What I was thinking:

$$\ce{CH3COOH + H2O <=> CH3COO- + H3O+}$$ $$pH = pK_s + log\frac{c(\ce{Ac-})}{c(\ce{HAc})} = pK_s + log\frac{n(\ce{Ac-})}{n(\ce{HAc})}$$ $$pH = 4.74 + log\frac{n(\ce{Ac-}) - 0.1mol}{n(\ce{HAc}) + 0.1mol}$$

But neither $c(\ce{Ac-})$ nor $c(\ce{HAc})$ (which should, in theorey, be equal) is given. The only thing I know (or I think I know) is this: $$\frac{c(\ce{Ac-})}{c(\ce{HAc})} = \frac{1}{1} = 1$$

So, is it possible to calculate the pH from that? Am I missing something?

Answer 1

I'm tring to write the methodology
If anything is wrong please point it out to me i'll be happy to correct!

To find $\small\ce{pH} $ of a solution you can:

1. Find the conjugated base of your acid (for example $\small\ce{HCOOH}$ becomes $\small\ce{HCOO-}$ (correct me if i'm wrong here)

2. Write the equation of the solution
   Now you want to prepare an aqueous solution.

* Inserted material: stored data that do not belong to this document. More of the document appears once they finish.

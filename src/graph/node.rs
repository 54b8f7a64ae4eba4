use std::ops::{Add, AddAssign, Mul, Sub};
use std::sync::Arc;

use crate::buffer::SampleBuffer;

/// One frame of stereo audio.
#[derive(Debug, Clone, Copy, Default, PartialEq)]
pub struct StereoFrame {
    pub left: f32,
    pub right: f32,
}

impl StereoFrame {
    pub const SILENT: StereoFrame = StereoFrame {
        left: 0.0,
        right: 0.0,
    };

    #[inline]
    pub const fn new(left: f32, right: f32) -> Self {
        Self { left, right }
    }

    #[inline]
    pub const fn mono(sample: f32) -> Self {
        Self {
            left: sample,
            right: sample,
        }
    }

    #[inline]
    pub fn to_mono(self) -> f32 {
        0.5 * (self.left + self.right)
    }

    #[inline]
    pub fn peak(self) -> f32 {
        self.left.abs().max(self.right.abs())
    }
}

impl Add for StereoFrame {
    type Output = StereoFrame;

    #[inline]
    fn add(self, rhs: StereoFrame) -> StereoFrame {
        StereoFrame::new(self.left + rhs.left, self.right + rhs.right)
    }
}

impl Sub for StereoFrame {
    type Output = StereoFrame;

    #[inline]
    fn sub(self, rhs: StereoFrame) -> StereoFrame {
        StereoFrame::new(self.left - rhs.left, self.right - rhs.right)
    }
}

impl AddAssign for StereoFrame {
    #[inline]
    fn add_assign(&mut self, rhs: StereoFrame) {
        self.left += rhs.left;
        self.right += rhs.right;
    }
}

impl Mul<f32> for StereoFrame {
    type Output = StereoFrame;

    #[inline]
    fn mul(self, gain: f32) -> StereoFrame {
        StereoFrame::new(self.left * gain, self.right * gain)
    }
}

/// Context passed to graph nodes during rendering
///
/// - sample_rate: Audio sample rate (e.g., 48000.0)
/// - time: Context time in seconds at the first frame of the block
#[derive(Debug, Clone, Copy)]
pub struct RenderCtx {
    pub sample_rate: f32,
    pub time: f64,
}

impl RenderCtx {
    pub fn new(sample_rate: f32, time: f64) -> Self {
        Self { sample_rate, time }
    }
}

/// Core trait for processing nodes in the signal graph
///
/// A node reads the summed input of everything connected to it and writes the
/// same number of frames to `out`. Parameters are addressed by the names the
/// effect registry publishes for the node's kind.
pub trait DspNode: Send {
    fn process(&mut self, input: &[StereoFrame], out: &mut [StereoFrame], ctx: &RenderCtx);

    /// Returns false when the node has no parameter with this name.
    fn set_param(&mut self, name: &str, value: f32) -> bool;

    fn param(&self, name: &str) -> Option<f32>;

    /// Hand the node a decoded buffer (impulse responses). Nodes that do not
    /// take buffers ignore it.
    fn set_buffer(&mut self, _buffer: Arc<SampleBuffer>) -> bool {
        false
    }

    /// Clear internal state (delay lines, filter memory).
    fn reset(&mut self) {}
}

impl DspNode for Box<dyn DspNode> {
    #[inline]
    fn process(&mut self, input: &[StereoFrame], out: &mut [StereoFrame], ctx: &RenderCtx) {
        (**self).process(input, out, ctx)
    }

    fn set_param(&mut self, name: &str, value: f32) -> bool {
        (**self).set_param(name, value)
    }

    fn param(&self, name: &str) -> Option<f32> {
        (**self).param(name)
    }

    fn set_buffer(&mut self, buffer: Arc<SampleBuffer>) -> bool {
        (**self).set_buffer(buffer)
    }

    fn reset(&mut self) {
        (**self).reset()
    }
}

/// A playable media element feeding the graph.
///
/// Transport controls default to no-ops so simple test sources only need to
/// implement `render`.
pub trait MediaSource: Send {
    fn render(&mut self, out: &mut [StereoFrame], ctx: &RenderCtx);

    fn play(&mut self) {}

    fn pause(&mut self) {}

    /// Pause and rewind to the start.
    fn stop(&mut self) {
        self.pause();
        self.seek(0.0);
    }

    fn seek(&mut self, _seconds: f64) {}

    fn set_looping(&mut self, _looping: bool) {}

    fn is_looping(&self) -> bool {
        false
    }

    fn is_playing(&self) -> bool {
        true
    }

    /// Playback position in seconds.
    fn position(&self) -> f64 {
        0.0
    }

    fn duration(&self) -> Option<f64> {
        None
    }
}
//! Analyser sitting between the master bus and the output.
//!
//! Keeps the most recent `fft_size` samples of the downmixed signal and turns
//! them into byte-scaled spectrum and waveform snapshots on demand.

use std::sync::Arc;

use rustfft::{num_complex::Complex, Fft, FftPlanner};

use crate::graph::node::StereoFrame;

pub const DEFAULT_FFT_SIZE: usize = 2048;
pub const DEFAULT_SMOOTHING: f32 = 0.8;
pub const MIN_DECIBELS: f32 = -100.0;
pub const MAX_DECIBELS: f32 = -30.0;

pub struct Analyser {
    fft_size: usize,
    smoothing: f32,
    min_db: f32,
    max_db: f32,
    /// Ring of the latest downmixed samples
    ring: Vec<f32>,
    write_pos: usize,
    /// Blackman window coefficients
    window: Vec<f32>,
    fft: Arc<dyn Fft<f32>>,
    scratch: Vec<Complex<f32>>,
    fft_scratch: Vec<Complex<f32>>,
    /// Smoothed linear magnitude per bin
    smoothed: Vec<f32>,
}

impl Analyser {
    pub const MIN_FFT_SIZE: usize = 32;
    pub const MAX_FFT_SIZE: usize = 32_768;

    /// `fft_size` is rounded up to a power of two within the supported range.
    pub fn new(fft_size: usize, smoothing: f32) -> Self {
        let fft_size = Self::supported_size(fft_size);
        let fft = FftPlanner::new().plan_fft_forward(fft_size);
        let fft_scratch = vec![Complex::new(0.0, 0.0); fft.get_inplace_scratch_len()];

        Self {
            fft_size,
            smoothing: smoothing.clamp(0.0, 1.0),
            min_db: MIN_DECIBELS,
            max_db: MAX_DECIBELS,
            ring: vec![0.0; fft_size],
            write_pos: 0,
            window: blackman(fft_size),
            fft,
            scratch: vec![Complex::new(0.0, 0.0); fft_size],
            fft_scratch,
            smoothed: vec![0.0; fft_size / 2],
        }
    }

    fn supported_size(fft_size: usize) -> usize {
        fft_size
            .clamp(Self::MIN_FFT_SIZE, Self::MAX_FFT_SIZE)
            .next_power_of_two()
    }

    pub fn fft_size(&self) -> usize {
        self.fft_size
    }

    pub fn frequency_bin_count(&self) -> usize {
        self.fft_size / 2
    }

    pub fn smoothing(&self) -> f32 {
        self.smoothing
    }

    pub fn set_smoothing(&mut self, smoothing: f32) {
        self.smoothing = smoothing.clamp(0.0, 1.0);
    }

    /// Change the transform size. Rounded like [`Analyser::new`]; the
    /// history and smoothed spectrum start over at the new size. Returns the
    /// size in effect.
    pub fn set_fft_size(&mut self, fft_size: usize) -> usize {
        let fft_size = Self::supported_size(fft_size);
        if fft_size == self.fft_size {
            return fft_size;
        }
        self.fft = FftPlanner::new().plan_fft_forward(fft_size);
        self.fft_scratch = vec![Complex::new(0.0, 0.0); self.fft.get_inplace_scratch_len()];
        self.scratch = vec![Complex::new(0.0, 0.0); fft_size];
        self.window = blackman(fft_size);
        self.ring = vec![0.0; fft_size];
        self.smoothed = vec![0.0; fft_size / 2];
        self.write_pos = 0;
        self.fft_size = fft_size;
        fft_size
    }

    /// Set the decibel range mapped onto 0..=255. Ignored unless `min < max`.
    pub fn set_decibel_range(&mut self, min_db: f32, max_db: f32) {
        if min_db < max_db {
            self.min_db = min_db;
            self.max_db = max_db;
        }
    }

    /// Append a block of audio. Called from the render path.
    pub fn write(&mut self, frames: &[StereoFrame]) {
        for frame in frames {
            self.ring[self.write_pos] = frame.to_mono();
            self.write_pos = (self.write_pos + 1) % self.fft_size;
        }
    }

    /// Latest `fft_size` samples, oldest first.
    pub fn float_time_domain_data(&self, out: &mut [f32]) {
        let (newer, older) = self.ring.split_at(self.write_pos);
        for (dst, src) in out.iter_mut().zip(older.iter().chain(newer)) {
            *dst = *src;
        }
    }

    /// Waveform as bytes centred on 128.
    pub fn byte_time_domain_data(&self, out: &mut [u8]) {
        let (newer, older) = self.ring.split_at(self.write_pos);
        for (dst, src) in out.iter_mut().zip(older.iter().chain(newer)) {
            *dst = (128.0 * (1.0 + src)).clamp(0.0, 255.0) as u8;
        }
    }

    /// Smoothed magnitude spectrum in decibels, one value per bin.
    pub fn float_frequency_data(&mut self, out: &mut [f32]) {
        self.analyse();
        for (dst, mag) in out.iter_mut().zip(&self.smoothed) {
            *dst = linear_to_db(*mag);
        }
    }

    /// Spectrum scaled so `min_db` maps to 0 and `max_db` to 255.
    pub fn byte_frequency_data(&mut self, out: &mut [u8]) {
        self.analyse();
        let range = self.max_db - self.min_db;
        for (dst, mag) in out.iter_mut().zip(&self.smoothed) {
            let db = linear_to_db(*mag);
            let scaled = 255.0 * (db - self.min_db) / range;
            *dst = scaled.clamp(0.0, 255.0) as u8;
        }
    }

    fn analyse(&mut self) {
        let (newer, older) = self.ring.split_at(self.write_pos);
        for ((bin, sample), w) in self
            .scratch
            .iter_mut()
            .zip(older.iter().chain(newer))
            .zip(&self.window)
        {
            *bin = Complex::new(*sample * *w, 0.0);
        }

        self.fft
            .process_with_scratch(&mut self.scratch, &mut self.fft_scratch);

        let norm = 1.0 / self.fft_size as f32;
        let tau = self.smoothing;
        for (smoothed, bin) in self.smoothed.iter_mut().zip(&self.scratch) {
            let magnitude = bin.norm() * norm;
            let next = tau * *smoothed + (1.0 - tau) * magnitude;
            *smoothed = if next.is_finite() { next } else { 0.0 };
        }
    }

    pub fn clear(&mut self) {
        self.ring.fill(0.0);
        self.smoothed.fill(0.0);
        self.write_pos = 0;
    }
}

impl Default for Analyser {
    fn default() -> Self {
        Self::new(DEFAULT_FFT_SIZE, DEFAULT_SMOOTHING)
    }
}

fn blackman(len: usize) -> Vec<f32> {
    let (a0, a1, a2) = (0.42, 0.5, 0.08);
    (0..len)
        .map(|i| {
            let x = std::f32::consts::TAU * i as f32 / len as f32;
            a0 - a1 * x.cos() + a2 * (2.0 * x).cos()
        })
        .collect()
}

#[inline]
fn linear_to_db(magnitude: f32) -> f32 {
    if magnitude <= 0.0 {
        f32::NEG_INFINITY
    } else {
        20.0 * magnitude.log10()
    }
}

#[cfg(test)]
mod tests {
    use super::*;

    fn sine_block(freq: f32, sample_rate: f32, len: usize) -> Vec<StereoFrame> {
        (0..len)
            .map(|i| {
                let s = (std::f32::consts::TAU * freq * i as f32 / sample_rate).sin();
                StereoFrame::mono(s)
            })
            .collect()
    }

    #[test]
    fn test_fft_size_rounded_to_power_of_two() {
        assert_eq!(Analyser::new(1000, 0.8).fft_size(), 1024);
        assert_eq!(Analyser::new(1, 0.8).fft_size(), Analyser::MIN_FFT_SIZE);
        assert_eq!(Analyser::new(2048, 0.8).frequency_bin_count(), 1024);
    }

    #[test]
    fn test_silence_maps_to_zero_bytes() {
        let mut analyser = Analyser::new(256, 0.0);
        let mut bytes = vec![7u8; analyser.frequency_bin_count()];
        analyser.byte_frequency_data(&mut bytes);
        assert!(bytes.iter().all(|b| *b == 0));

        let mut wave = vec![0u8; 256];
        analyser.byte_time_domain_data(&mut wave);
        assert!(wave.iter().all(|b| *b == 128));
    }

    #[test]
    fn test_sine_peaks_at_its_bin() {
        let sample_rate = 48_000.0;
        let mut analyser = Analyser::new(1024, 0.0);
        // Bin 64 is exactly 3000 Hz at this size
        analyser.write(&sine_block(3000.0, sample_rate, 1024));

        // Bytes saturate across the main lobe, so locate the peak in dB
        let mut db = vec![0.0f32; analyser.frequency_bin_count()];
        analyser.float_frequency_data(&mut db);
        let peak = db
            .iter()
            .enumerate()
            .max_by(|a, b| a.1.total_cmp(b.1))
            .map(|(i, _)| i)
            .unwrap();
        assert_eq!(peak, 64);

        let mut bytes = vec![0u8; analyser.frequency_bin_count()];
        analyser.byte_frequency_data(&mut bytes);
        assert_eq!(bytes[64], 255);
        assert_eq!(bytes[400], 0);
    }

    #[test]
    fn test_set_fft_size_rebuilds_buffers() {
        let mut analyser = Analyser::new(1024, 0.0);
        analyser.write(&sine_block(3000.0, 48_000.0, 1024));

        assert_eq!(analyser.set_fft_size(300), 512);
        assert_eq!(analyser.fft_size(), 512);
        assert_eq!(analyser.frequency_bin_count(), 256);

        // History starts over
        let mut wave = vec![0.0f32; 512];
        analyser.float_time_domain_data(&mut wave);
        assert!(wave.iter().all(|s| *s == 0.0));

        // 3000 Hz is bin 32 at the new size
        analyser.write(&sine_block(3000.0, 48_000.0, 512));
        let mut db = vec![0.0f32; 256];
        analyser.float_frequency_data(&mut db);
        let peak = db
            .iter()
            .enumerate()
            .max_by(|a, b| a.1.total_cmp(b.1))
            .map(|(i, _)| i)
            .unwrap();
        assert_eq!(peak, 32);
    }

    #[test]
    fn test_set_fft_size_clamps_to_range() {
        let mut analyser = Analyser::default();
        assert_eq!(analyser.set_fft_size(1 << 20), Analyser::MAX_FFT_SIZE);
        assert_eq!(analyser.set_fft_size(0), Analyser::MIN_FFT_SIZE);
    }

    #[test]
    fn test_set_smoothing_clamps() {
        let mut analyser = Analyser::default();
        analyser.set_smoothing(1.5);
        assert_eq!(analyser.smoothing(), 1.0);
        analyser.set_smoothing(-0.2);
        assert_eq!(analyser.smoothing(), 0.0);
    }

    #[test]
    fn test_time_domain_is_oldest_first() {
        let mut analyser = Analyser::new(32, 0.0);
        let block: Vec<_> = (0..40).map(|i| StereoFrame::mono(i as f32 / 100.0)).collect();
        analyser.write(&block);
        let mut out = vec![0.0; 32];
        analyser.float_time_domain_data(&mut out);
        assert!((out[0] - 0.08).abs() < 1e-6);
        assert!((out[31] - 0.39).abs() < 1e-6);
    }

    #[test]
    fn test_smoothing_decays_gradually() {
        let mut analyser = Analyser::new(256, 0.5);
        analyser.write(&sine_block(1500.0, 48_000.0, 256));
        let mut loud = vec![0.0; 128];
        analyser.float_frequency_data(&mut loud);

        analyser.clear_ring_for_test();
        let mut after = vec![0.0; 128];
        analyser.float_frequency_data(&mut after);
        // Bin 8 is 1500 Hz; half the previous magnitude is about -6 dB
        assert!((after[8] - (loud[8] - 6.02)).abs() < 0.1);
    }

    impl Analyser {
        fn clear_ring_for_test(&mut self) {
            self.ring.fill(0.0);
        }
    }
}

3. Find the concentration of $\small\ce{[CH_3COOH]}$ you use the formula to determine the concentration in solution of acid

   $$ \ce{[CH_3COOH]\ =\ C\ -\ [CH3COO- ]} $$

   ($\ce{C}$ is the concentration of brought acid in $\ce{mol/l}$)

4. Then you write that:

   $$\qquad\ce{[H+ ]\ =\ [CH3COO- ]}$$ as both dissociate from the same acid as

   $$\ce{CH3COOH\ ->\ CH3COO- \ +\ H+}$$

5. the $\small\ce{pH}$ concentration is given by:
   $$\ce{pH\ =\ -\log(\small[H_3O+ ])}$$

$pH$ here you are! (without any unit)